It is a truth universally acknowledged, that I don’t have much interest in football, but I do work as part of a team. So there are things to learn from successful football teams and there would appear to be a load of them in the USA this summer because of the World Cup.
I heard a report on the news that someone with a lot of time on their hands, or who was paid (I presume handsomely) for it had calculated the speed that various players moved over the course of a football match. The player that moved the slowest was apparently Lionel Messi who was playing international tournament soccer at a pace slower than I walk to Swords Orthodontics every morning. In fact he was only slightly faster a goalkeeper.
Messi is also the highest scoring player in the history of World Cup football.
I mentioned this to the gang at Swords Ortho this morning and comments ranged from “lazy” to the more objective “he just stands there and everyone just passes to him”. I don’t know what the strategy is with his team but it sounds like that team has worked out what to do to score more goals than the opposition (a crucial part of winning matches, it appears) and whatever it is it doesn’t involve Messi running too far or too long. The fastest player was apparently Vladimir Darida. I have never heard of him.
My thought was that the speed of a successful player doesn’t necessarily equate to their effectiveness, it’s what they do in the position that they are in.
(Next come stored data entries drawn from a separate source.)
//! The asynchronous I/O substrate: a mio-based reactor running on its own
//! thread, plus the socket types registered with it.
//!
//! The reactor owns no task logic. It records which direction each socket is
//! waiting on and wakes the registered waker when the corresponding event
//! arrives; where the awoken task resumes is decided entirely by the task
//! runtime.

use std::collections::HashMap;
use std::io::{self, Read, Write};
use std::net::{self as sys, Shutdown, SocketAddr};
use std::pin::Pin;
use std::sync::atomic::{AtomicBool, AtomicUsize, Ordering};
use std::sync::{Arc, Mutex};
use std::task::{Context, Poll, Waker};

use mio::{Events, Token};
use tokio::io::{AsyncRead, AsyncWrite, ReadBuf};

use crate::error::{ReactorError, ReactorResult};

/// Handle to the event loop monitoring all registered sockets.
#[derive(Clone)]
pub struct Reactor {
    shared: Arc<Shared>,
}

/// Registry of monitored sources, shared with the event-loop thread.
struct Shared {
    /// The mio registry used to register I/O interests
    registry: mio::Registry,
    /// Counter for generating unique tokens for new registrations
    token: AtomicUsize,
    /// Map of active I/O sources indexed by their tokens
    sources: Mutex<HashMap<Token, Arc<Source>>>,
}

impl Reactor {
    /// Creates a reactor and spawns its event-loop thread.
    pub fn new() -> ReactorResult<Self> {
        let poll = mio::Poll::new().map_err(ReactorError::Init)?;
        let shared = Arc::new(Shared {
            token: AtomicUsize::new(0),
            registry: poll.registry().try_clone().map_err(ReactorError::Init)?,
            sources: Mutex::new(HashMap::with_capacity(64)),
        });

        std::thread::Builder::new()
            .name("sable-reactor".to_owned())
            .spawn({
                let shared = shared.clone();
                move || shared.run(poll)
            })
            .map_err(ReactorError::Init)?;

        Ok(Reactor { shared })
    }

    /// Registers an already-connected TCP stream for async I/O.
    pub fn register(&self, sys: sys::TcpStream) -> ReactorResult<TcpStream> {
        sys.set_nonblocking(true)
            .map_err(ReactorError::Registration)?;
        self.register_mio(mio::net::TcpStream::from_std(sys))
    }

    /// Begins a non-blocking connect to `addr`. The returned stream is not
    /// yet connected; await [`crate::awaitable::connect`] (or poll
    /// [`TcpStream::poll_connected`]) before using it.
    pub fn connect(&self, addr: SocketAddr) -> ReactorResult<TcpStream> {
        let sys = mio::net::TcpStream::connect(addr)?;
        self.register_mio(sys)
    }

    /// Registers a listening socket for async accepts.
    pub fn listen(&self, sys: sys::TcpListener) -> ReactorResult<TcpListener> {
        sys.set_nonblocking(true)
            .map_err(ReactorError::Registration)?;
        let mut sys = mio::net::TcpListener::from_std(sys);
        let source = self.attach(&mut sys, mio::Interest::READABLE)?;

        Ok(TcpListener {
            sys,
            source,
            reactor: self.clone(),
        })
    }

    fn register_mio(&self, mut sys: mio::net::TcpStream) -> ReactorResult<TcpStream> {
        let source = self.attach(
            &mut sys,
            mio::Interest::READABLE | mio::Interest::WRITABLE,
        )?;

        Ok(TcpStream {
            sys,
            source,
            reactor: self.clone(),
        })
    }

    /// Allocates a token, registers `sys` for `interest`, and records the
    /// source so the event loop can find its wakers.
    fn attach<S>(&self, sys: &mut S, interest: mio::Interest) -> ReactorResult<Arc<Source>>
    where
        S: mio::event::Source,
    {
        let token = Token(self.shared.token.fetch_add(1, Ordering::Relaxed));

        self.shared
            .registry
            .register(sys, token, interest)
            .map_err(ReactorError::Registration)?;

        let source = Arc::new(Source {
            token,
            interest: Default::default(),
            triggered: Default::default(),
        });

        {
            let mut sources = self
                .shared
                .sources
                .lock()
                .map_err(|_| ReactorError::LockPoisoned)?;
            sources.insert(token, source.clone());
        }

        Ok(source)
    }

    fn detach<S>(&self, sys: &mut S, source: &Source)
    where
        S: mio::event::Source,
    {
        if let Ok(mut sources) = self.shared.sources.lock() {
            let _ = sources.remove(&source.token);
        }
        let _ = self.shared.registry.deregister(sys);
    }

    /// Readiness check for one direction of a source. Registers the task's
    /// waker when the operation is not ready, double-checking the triggered
    /// flag afterwards so an event racing the registration is not lost.
    fn poll_ready(
        &self,
        source: &Source,
        direction: usize,
        cx: &Context<'_>,
    ) -> Poll<io::Result<()>> {
        if source.triggered[direction].load(Ordering::Acquire) {
            return Poll::Ready(Ok(()));
        }

        {
            let mut interest = source.interest.lock().unwrap();

            match &mut interest[direction] {
                Some(existing) if existing.will_wake(cx.waker()) => {}
                _ => {
                    interest[direction] = Some(cx.waker().clone());
                }
            }
        }

        // check if anything changed while we were registering
        // our waker
        if source.triggered[direction].load(Ordering::Acquire) {
            return Poll::Ready(Ok(()));
        }

        Poll::Pending
    }

    fn clear_trigger(&self, source: &Source, direction: usize) {
        source.triggered[direction].store(false, Ordering::Release);
    }
}

impl Shared {
    fn run(&self, mut poll: mio::Poll) -> ReactorResult<()> {
        let mut events = Events::with_capacity(64);
        let mut wakers = Vec::new();

        loop {
            if let Err(err) = self.poll(&mut poll, &mut events, &mut wakers) {
                log::warn!("failed to poll reactor: {}", err);
            }

            events.clear();
        }
    }

    fn poll(
        &self,
        poll: &mut mio::Poll,
        events: &mut Events,
        wakers: &mut Vec<Waker>,
    ) -> ReactorResult<()> {
        if let Err(err) = poll.poll(events, None) {
            if err.kind() != io::ErrorKind::Interrupted {
                log::error!("reactor polling error: {}", err);
                return Err(ReactorError::Polling(err));
            }
            return Ok(());
        }

        for event in events.iter() {
            let source = {
                let sources = self
                    .sources
                    .lock()
                    .map_err(|_| ReactorError::LockPoisoned)?;
                match sources.get(&event.token()) {
                    Some(source) => source.clone(),
                    None => continue,
                }
            };

            let mut interest = source
                .interest
                .lock()
                .map_err(|_| ReactorError::LockPoisoned)?;

            if event.is_readable() {
                if let Some(waker) = interest[direction::READ].take() {
                    wakers.push(waker);
                }

                source.triggered[direction::READ].store(true, Ordering::Release);
            }

            if event.is_writable() {
                if let Some(waker) = interest[direction::WRITE].take() {
                    wakers.push(waker);
                }

                source.triggered[direction::WRITE].store(true, Ordering::Release);
            }
        }

        for waker in wakers.drain(..) {
            waker.wake();
        }

        Ok(())
    }
}

mod direction {
    pub const READ: usize = 0;
    pub const WRITE: usize = 1;
}

/// One registered socket's wait state: at most one waker per direction, and
/// a triggered flag recording events that arrived with no waker in place.
struct Source {
    /// Wakers for read/write operations
    interest: Mutex<[Option<Waker>; 2]>,
    /// Flags indicating if read/write operations are ready
    triggered: [AtomicBool; 2],
    /// Unique identifier for this source
    token: Token,
}

/// An asynchronous TCP stream registered with the reactor.
pub struct TcpStream {
    /// The underlying mio TCP stream
    sys: mio::net::TcpStream,
    /// Reference to the reactor managing this stream
    reactor: Reactor,
    /// The I/O source associated with this stream
    source: Arc<Source>,
}

impl TcpStream {
    /// Runs a non-blocking I/O operation once the direction is ready,
    /// re-arming the waker whenever the operation reports `WouldBlock`.
    fn poll_io<T>(
        &self,
        direction: usize,
        mut f: impl FnMut() -> io::Result<T>,
        cx: &mut Context<'_>,
    ) -> Poll<io::Result<T>> {
        loop {
            if self
                .reactor
                .poll_ready(&self.source, direction, cx)?
                .is_pending()
            {
                return Poll::Pending;
            }

            match f() {
                Err(err) if err.kind() == io::ErrorKind::WouldBlock => {
                    // Consumed a stale readiness edge; clear it and loop so
                    // the waker is re-registered before suspending.
                    self.reactor.clear_trigger(&self.source, direction);
                }
                val => return Poll::Ready(val),
            }
        }
    }

    /// Completion check for a stream produced by [`Reactor::connect`].
    /// Readiness is signalled through writability; a failed attempt surfaces
    /// through the socket's error slot.
    pub fn poll_connected(&self, cx: &mut Context<'_>) -> Poll<io::Result<()>> {
        loop {
            if self
                .reactor
                .poll_ready(&self.source, direction::WRITE, cx)?
                .is_pending()
            {
                return Poll::Pending;
            }

            if let Some(err) = self.sys.take_error()? {
                return Poll::Ready(Err(err));
            }

            match self.sys.peer_addr() {
                Ok(_) => return Poll::Ready(Ok(())),
                Err(err) if err.kind() == io::ErrorKind::NotConnected => {
                    self.reactor.clear_trigger(&self.source, direction::WRITE);
                }
                Err(err) => return Poll::Ready(Err(err)),
            }
        }
    }

    pub fn local_addr(&self) -> io::Result<SocketAddr> {
        self.sys.local_addr()
    }

    pub fn peer_addr(&self) -> io::Result<SocketAddr> {
        self.sys.peer_addr()
    }

    /// Shuts down both halves of the connection.
    pub fn shutdown(&self) -> io::Result<()> {
        self.sys.shutdown(Shutdown::Both)
    }
}

impl AsyncRead for TcpStream {
    fn poll_read(
        self: Pin<&mut Self>,
        cx: &mut Context<'_>,
        buf: &mut ReadBuf<'_>,
    ) -> Poll<io::Result<()>> {
        let unfilled = buf.initialize_unfilled();

        match self.poll_io(direction::READ, || (&self.sys).read(unfilled), cx) {
            Poll::Ready(Ok(n)) => {
                buf.advance(n);
                Poll::Ready(Ok(()))
            }
            Poll::Ready(Err(e)) => Poll::Ready(Err(e)),
            Poll::Pending => Poll::Pending,
        }
    }
}

impl AsyncWrite for TcpStream {
    fn poll_write(
        self: Pin<&mut Self>,
        cx: &mut Context<'_>,
        buf: &[u8],
    ) -> Poll<io::Result<usize>> {
        self.poll_io(direction::WRITE, || (&self.sys).write(buf), cx)
    }

    fn poll_flush(self: Pin<&mut Self>, cx: &mut Context<'_>) -> Poll<io::Result<()>> {
        self.poll_io(direction::WRITE, || (&self.sys).flush(), cx)
    }

    fn poll_shutdown(self: Pin<&mut Self>, _: &mut Context<'_>) -> Poll<io::Result<()>> {
        Poll::Ready(self.sys.shutdown(Shutdown::Write))
    }
}

impl Drop for TcpStream {
    fn drop(&mut self) {
        let reactor = self.reactor.clone();
        let source = self.source.clone();
        reactor.detach(&mut self.sys, &source);
    }
}

/// An asynchronous TCP listener registered with the reactor.
pub struct TcpListener {
    sys: mio::net::TcpListener,
    reactor: Reactor,
    source: Arc<Source>,
}

impl TcpListener {
    /// Accepts one connection, registering the accepted stream with the same
    /// reactor.
    pub fn poll_accept(&self, cx: &mut Context<'_>) -> Poll<io::Result<TcpStream>> {
        loop {
            if self
                .reactor
                .poll_ready(&self.source, direction::READ, cx)?
                .is_pending()
            {
                return Poll::Pending;
            }

            match self.sys.accept() {
                Ok((stream, _)) => {
                    let registered = self
                        .reactor
                        .register_mio(stream)
                        .map_err(|e| io::Error::new(io::ErrorKind::Other, e));
                    return Poll::Ready(registered);
                }
                Err(err) if err.kind() == io::ErrorKind::WouldBlock => {
                    self.reactor.clear_trigger(&self.source, direction::READ);
                }
                Err(err) => return Poll::Ready(Err(err)),
            }
        }
    }

    pub fn local_addr(&self) -> io::Result<SocketAddr> {
        self.sys.local_addr()
    }
}

impl Drop for TcpListener {
    fn drop(&mut self) {
        let reactor = self.reactor.clone();
        let source = self.source.clone();
        reactor.detach(&mut self.sys, &source);
    }
}
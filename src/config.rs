use serde::Deserialize;
use std::convert::TryFrom;
use std::path::PathBuf;
use std::time::Duration;

/// Server configuration.
///
/// Loaded from an optional `config` file and environment variables prefixed
/// with `SABLE_`, with a `.env` file honored if present.
#[derive(Debug, Deserialize)]
pub struct ServerConfig {
    /// Listening address. Defaults to "127.0.0.1".
    #[serde(default = "default_host")]
    pub host: String,
    /// Listening port. Defaults to 8080.
    #[serde(default = "default_port")]
    pub port: u16,
    /// Directory files are served from. Defaults to the working directory.
    #[serde(default = "default_doc_root")]
    pub doc_root: PathBuf,
    /// Number of executors connections are distributed over. Defaults to the
    /// CPU count.
    #[serde(default = "default_pool_size")]
    pub pool_size: usize,
    /// Worker-thread cap per executor. Defaults to 4.
    #[serde(default = "default_max_workers")]
    pub max_workers: usize,
    /// Idle keep-alive for worker threads, in seconds. Defaults to 6.
    #[serde(default = "default_keep_alive_secs")]
    pub worker_keep_alive_secs: u64,
}

impl TryFrom<config::Config> for ServerConfig {
    type Error = config::ConfigError;

    fn try_from(config: config::Config) -> Result<Self, Self::Error> {
        config.try_deserialize()
    }
}

impl ServerConfig {
    /// Load configuration from a `config` file (if present) overridden by
    /// `SABLE_`-prefixed environment variables, loading `.env` first.
    pub fn new() -> Result<Self, config::ConfigError> {
        dotenv::dotenv().ok();

        let builder = config::Config::builder()
            .add_source(config::File::with_name("config").required(false))
            .add_source(config::Environment::with_prefix("SABLE"));

        builder.build()?.try_into()
    }

    /// Worker idle keep-alive as a Duration.
    pub fn worker_keep_alive(&self) -> Duration {
        Duration::from_secs(self.worker_keep_alive_secs)
    }
}

fn default_host() -> String {
    "127.0.0.1".to_string()
}

fn default_port() -> u16 {
    8080
}

fn default_doc_root() -> PathBuf {
    PathBuf::from(".")
}

fn default_pool_size() -> usize {
    num_cpus::get()
}

fn default_max_workers() -> usize {
    4
}

fn default_keep_alive_secs() -> u64 {
    6
}

impl Default for ServerConfig {
    fn default() -> Self {
        Self {
            host: default_host(),
            port: default_port(),
            doc_root: default_doc_root(),
            pool_size: default_pool_size(),
            max_workers: default_max_workers(),
            worker_keep_alive_secs: default_keep_alive_secs(),
        }
    }
}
And if they are in the right position, why would they move at all?
I have always been intrigued by the quote “skate to where the puck is going, not where it’s been” usually attributed to Wayne Gretzky… or possibly his dad. Things work best when your current actions are connected to what’s going to happen next. In Swords Ortho I have seen teamwork at its best when things are done in a coordinated way with what other people are doing. It’s important for each member on our team to know what the others do and how they do it so that they can adjust their own activities to connect with each other effectively. It's not a group of people doing their work independently of the people around them, regardless of how well they do it.
I guess in a large organisation with a turnover of people and the new people have to be effective from the start, like on a ship or in an army or a large fast food chain, this is done by someone in charge having a clear idea of how everyone interacts and training them extensively before they go to work and giving instructions to be followed rigidly. With a small organisation it usually comes together organically as a combination of how we’ve worked out doing things up to now and what ideas people come up with when they do it – and we rotate the team around the different jobs so that they have an idea of what the other people do.
Though I don’t suppose they put Messi in goals for a game every now and again when Martinez is on holiday.